EXERCISE DIRECTIONS » Would you return all of this data exactly, leaving nothing out?

RECORD EXCERPTS »

::::::::

use crate::error::CatalogError;
use crate::model::{Playlist, Track};

/// Port trait for the read-only catalog playlists are copied from.
///
/// Implementations live in `catalog::spotify` (production) or test mocks.
#[cfg_attr(test, mockall::automock)]
#[async_trait::async_trait]
pub trait SourceCatalog: Send + Sync {
    /// The user's full playlist roster, all pages fetched.
    async fn list_playlists(&self) -> Result<Vec<Playlist>, CatalogError>;

    /// Every track of a playlist in playlist order, all pages fetched.
    async fn list_tracks(&self, playlist_id: &str) -> Result<Vec<Track>, CatalogError>;
}
#[cfg(test)]
mod tests {
    use super::*;
    use crate::catalog::http::parse_json;

    const SEARCH_BODY: &str = r#"{
        "data": [{"id": "77646168", "type": "tracks"}, {"id": "1", "type": "tracks"}],
        "included": [
            {
                "id": "77646168",
                "type": "tracks",
                "attributes": {
                    "title": "Shape of You",
                    "duration": "PT3M54S",
                    "isrc": "GBAHS1600463",
                    "explicit": false,
                    "popularity": 0.91
                },
                "relationships": {
                    "artists": {"data": [{"id": "3995478", "type": "artists"}]},
                    "albums": {"data": [{"id": "77646164", "type": "albums"}]}
                }
            },
            {
                "id": "1",
                "type": "tracks",
                "attributes": {"title": "Orphan", "duration": 120},
                "relationships": {"artists": {"data": []}}
            },
            {"id": "3995478", "type": "artists", "attributes": {"name": "Ed Sheeran"}},
            {"id": "77646164", "type": "albums", "attributes": {"title": "Divide"}}
        ],
        "links": {"self": "/searchResults/x/relationships/tracks"}
    }"#;

    #[test]
    fn test_parse_iso8601_duration() {
        assert_eq!(parse_iso8601_duration("PT3M54S"), Some(234));
        assert_eq!(parse_iso8601_duration("PT1H2M3S"), Some(3723));
        assert_eq!(parse_iso8601_duration("PT4.6S"), Some(5));
        assert_eq!(parse_iso8601_duration("P1DT1S"), Some(86_401));
        assert_eq!(parse_iso8601_duration("3:54"), None);
        assert_eq!(parse_iso8601_duration("PT3X"), None);
        assert_eq!(parse_iso8601_duration("PT12"), None);
    }

    #[test]
    fn test_search_document_becomes_typed_tracks() {
        let document: Document<Vec<ResourceId>> = parse_json(SEARCH_BODY).unwrap();
        let tracks = tracks_from_search(&document).unwrap();

        // the artist-less track is dropped
        assert_eq!(tracks.len(), 1);
        let track = &tracks[0];
        assert_eq!(track.id, "77646168");
        assert_eq!(track.primary_artist(), "Ed Sheeran");
        assert_eq!(track.album.name, "Divide");
        assert_eq!(track.duration_ms, 234_000);
        assert_eq!(track.popularity, Some(91));
    }

    #[test]
    fn test_missing_data_is_envelope_error() {
        let error = parse_json::<Document<Vec<ResourceId>>>(r#"{"errors": []}"#).unwrap_err();
        assert!(matches!(error, CatalogError::Envelope(_)));
    }

    #[test]
    fn test_unexpected_resource_type_is_envelope_error() {
        let document: Document<Vec<ResourceId>> =
            parse_json(r#"{"data": [{"id": "9", "type": "videos"}]}"#).unwrap();
        assert!(matches!(
            tracks_from_search(&document),
            Err(CatalogError::Envelope(_))
        ));
    }

    #[test]
    fn test_playlist_roster_uses_number_of_items() {
        let body = r#"{
            "data": [{
                "id": "pl-uuid",
                "type": "playlists",
                "attributes": {"name": "Road Trip", "description": "", "numberOfItems": 12}
            }],
            "links": {"next": "/playlists?page%5Bcursor%5D=abc"}
        }"#;
        let document: Document<Vec<Resource>> = parse_json(body).unwrap();
        let playlist = playlist_from_resource(&document.data[0]).unwrap();

        assert_eq!(playlist.name, "Road Trip");
        assert_eq!(playlist.track_count, 12);
        assert_eq!(playlist.description, None);
        assert_eq!(
            document.links.and_then(|l| l.next).as_deref(),
            Some("/playlists?page%5Bcursor%5D=abc")
        );
    }

    #[test]
    fn test_removal_body_carries_item_ids() {
        let body = r#"{
            "data": [
                {"id": "11", "type": "tracks", "meta": {"itemId": "item-a"}},
                {"id": "22", "type": "tracks", "meta": {"itemId": "item-b"}},
                {"id": "11", "type": "tracks", "meta": {"itemId": "item-c"}},
                {"id": "5", "type": "videos", "meta": {"itemId": "item-v"}}
            ]
        }"#;
        let document: Document<Vec<ResourceId>> = parse_json(body).unwrap();
        let mut index = item_index(&document.data);
        assert_eq!(index.get("11").unwrap(), &["item-a", "item-c"]);
        assert!(!index.contains_key("5"));

        let ids = ["11".to_string(), "11".to_string(), "22".to_string()];
        let data = items_to_remove(&index, &ids).unwrap();
        let json = serde_json::to_value(Identifiers { data: &data }).unwrap();
        assert_eq!(
            json,
            serde_json::json!({"data": [
                {"id": "11", "type": "tracks", "meta": {"itemId": "item-a"}},
                {"id": "11", "type": "tracks", "meta": {"itemId": "item-c"}},
                {"id": "22", "type": "tracks", "meta": {"itemId": "item-b"}}
            ]})
        );

        // a third copy of "11" isn't in the playlist
        let too_many = ["11".to_string(), "11".to_string(), "11".to_string()];
        assert!(items_to_remove(&index, &too_many).is_none());

        forget_removed(&mut index, &data[..1]);
        let next = items_to_remove(&index, &["11".to_string()]).unwrap();
        assert_eq!(next[0].meta.as_ref().unwrap().item_id, "item-c");
    }

    #[test]
    fn test_added_tracks_have_no_meta() {
        let data = [ResourceId::track("77646168")];
        let json = serde_json::to_value(Identifiers { data: &data }).unwrap();
        assert_eq!(
            json,
            serde_json::json!({"data": [{"id": "77646168", "type": "tracks"}]})
        );
    }

    #[test]
    fn test_follow_relative_links() {
        let catalog = TidalCatalog::with_base_url(
            "token".into(),
            "US".into(),
            4,
            "https://openapi.tidal.com/v2/".into(),
        );
        assert_eq!(
            catalog.follow("/playlists?page%5Bcursor%5D=abc"),
            "https://openapi.tidal.com/v2/playlists?page%5Bcursor%5D=abc"
        );
        assert_eq!(
            catalog.url("/tracks/1"),
            "https://openapi.tidal.com/v2/tracks/1?countryCode=US"
        );
    }
}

::::::::

PROBLEM SOLUTION »
use crate::error::CatalogError;
use crate::model::{Playlist, Track};

/// Port trait for the read-only catalog playlists are copied from.
///
/// Implementations live in `catalog::spotify` (production) or test mocks.
#[cfg_attr(test, mockall::automock)]
#[async_trait::async_trait]
pub trait SourceCatalog: Send + Sync {
    /// The user's full playlist roster, all pages fetched.
    async fn list_playlists(&self) -> Result<Vec<Playlist>, CatalogError>;

    /// Every track of a playlist in playlist order, all pages fetched.
    async fn list_tracks(&self, playlist_id: &str) -> Result<Vec<Track>, CatalogError>;
}
#[cfg(test)]
mod tests {
    use super::*;
    use crate::catalog::http::parse_json;

    const SEARCH_BODY: &str = r#"{
        "data": [{"id": "77646168", "type": "tracks"}, {"id": "1", "type": "tracks"}],
        "included": [
            {
                "id": "77646168",
                "type": "tracks",
                "attributes": {
                    "title": "Shape of You",
                    "duration": "PT3M54S",
                    "isrc": "GBAHS1600463",
                    "explicit": false,
                    "popularity": 0.91
                },
                "relationships": {
                    "artists": {"data": [{"id": "3995478", "type": "artists"}]},
                    "albums": {"data": [{"id": "77646164", "type": "albums"}]}
                }
            },
            {
                "id": "1",
                "type": "tracks",
                "attributes": {"title": "Orphan", "duration": 120},
                "relationships": {"artists": {"data": []}}
            },
            {"id": "3995478", "type": "artists", "attributes": {"name": "Ed Sheeran"}},
            {"id": "77646164", "type": "albums", "attributes": {"title": "Divide"}}
        ],
        "links": {"self": "/searchResults/x/relationships/tracks"}
    }"#;

    #[test]
    fn test_parse_iso8601_duration() {
        assert_eq!(parse_iso8601_duration("PT3M54S"), Some(234));
        assert_eq!(parse_iso8601_duration("PT1H2M3S"), Some(3723));
        assert_eq!(parse_iso8601_duration("PT4.6S"), Some(5));
        assert_eq!(parse_iso8601_duration("P1DT1S"), Some(86_401));
        assert_eq!(parse_iso8601_duration("3:54"), None);
        assert_eq!(parse_iso8601_duration("PT3X"), None);
        assert_eq!(parse_iso8601_duration("PT12"), None);
    }

    #[test]
    fn test_search_document_becomes_typed_tracks() {
        let document: Document<Vec<ResourceId>> = parse_json(SEARCH_BODY).unwrap();
        let tracks = tracks_from_search(&document).unwrap();

        // the artist-less track is dropped
        assert_eq!(tracks.len(), 1);
        let track = &tracks[0];
        assert_eq!(track.id, "77646168");
        assert_eq!(track.primary_artist(), "Ed Sheeran");
        assert_eq!(track.album.name, "Divide");
        assert_eq!(track.duration_ms, 234_000);
        assert_eq!(track.popularity, Some(91));
    }

    #[test]
    fn test_missing_data_is_envelope_error() {
        let error = parse_json::<Document<Vec<ResourceId>>>(r#"{"errors": []}"#).unwrap_err();
        assert!(matches!(error, CatalogError::Envelope(_)));
    }

    #[test]
    fn test_unexpected_resource_type_is_envelope_error() {
        let document: Document<Vec<ResourceId>> =
            parse_json(r#"{"data": [{"id": "9", "type": "videos"}]}"#).unwrap();
        assert!(matches!(
            tracks_from_search(&document),
            Err(CatalogError::Envelope(_))
        ));
    }

    #[test]
    fn test_playlist_roster_uses_number_of_items() {
        let body = r#"{
            "data": [{
                "id": "pl-uuid",
                "type": "playlists",
                "attributes": {"name": "Road Trip", "description": "", "numberOfItems": 12}
            }],
            "links": {"next": "/playlists?page%5Bcursor%5D=abc"}
        }"#;
        let document: Document<Vec<Resource>> = parse_json(body).unwrap();
        let playlist = playlist_from_resource(&document.data[0]).unwrap();

        assert_eq!(playlist.name, "Road Trip");
        assert_eq!(playlist.track_count, 12);
        assert_eq!(playlist.description, None);
        assert_eq!(
            document.links.and_then(|l| l.next).as_deref(),
            Some("/playlists?page%5Bcursor%5D=abc")
        );
    }

    #[test]
    fn test_removal_body_carries_item_ids() {
        let body = r#"{
            "data": [
                {"id": "11", "type": "tracks", "meta": {"itemId": "item-a"}},
                {"id": "22", "type": "tracks", "meta": {"itemId": "item-b"}},
                {"id": "11", "type": "tracks", "meta": {"itemId": "item-c"}},
                {"id": "5", "type": "videos", "meta": {"itemId": "item-v"}}
            ]
        }"#;
        let document: Document<Vec<ResourceId>> = parse_json(body).unwrap();
        let mut index = item_index(&document.data);
        assert_eq!(index.get("11").unwrap(), &["item-a", "item-c"]);
        assert!(!index.contains_key("5"));

        let ids = ["11".to_string(), "11".to_string(), "22".to_string()];
        let data = items_to_remove(&index, &ids).unwrap();
        let json = serde_json::to_value(Identifiers { data: &data }).unwrap();
        assert_eq!(
            json,
            serde_json::json!({"data": [
                {"id": "11", "type": "tracks", "meta": {"itemId": "item-a"}},
                {"id": "11", "type": "tracks", "meta": {"itemId": "item-c"}},
                {"id": "22", "type": "tracks", "meta": {"itemId": "item-b"}}
            ]})
        );

        // a third copy of "11" isn't in the playlist
        let too_many = ["11".to_string(), "11".to_string(), "11".to_string()];
        assert!(items_to_remove(&index, &too_many).is_none());

        forget_removed(&mut index, &data[..1]);
        let next = items_to_remove(&index, &["11".to_string()]).unwrap();
        assert_eq!(next[0].meta.as_ref().unwrap().item_id, "item-c");
    }

    #[test]
    fn test_added_tracks_have_no_meta() {
        let data = [ResourceId::track("77646168")];
        let json = serde_json::to_value(Identifiers { data: &data }).unwrap();
        assert_eq!(
            json,
            serde_json::json!({"data": [{"id": "77646168", "type": "tracks"}]})
        );
    }

    #[test]
    fn test_follow_relative_links() {
        let catalog = TidalCatalog::with_base_url(
            "token".into(),
            "US".into(),
            4,
            "https://openapi.tidal.com/v2/".into(),
        );
        assert_eq!(
            catalog.follow("/playlists?page%5Bcursor%5D=abc"),
            "https://openapi.tidal.com/v2/playlists?page%5Bcursor%5D=abc"
        );
        assert_eq!(
            catalog.url("/tracks/1"),
            "https://openapi.tidal.com/v2/tracks/1?countryCode=US"
        );
    }
}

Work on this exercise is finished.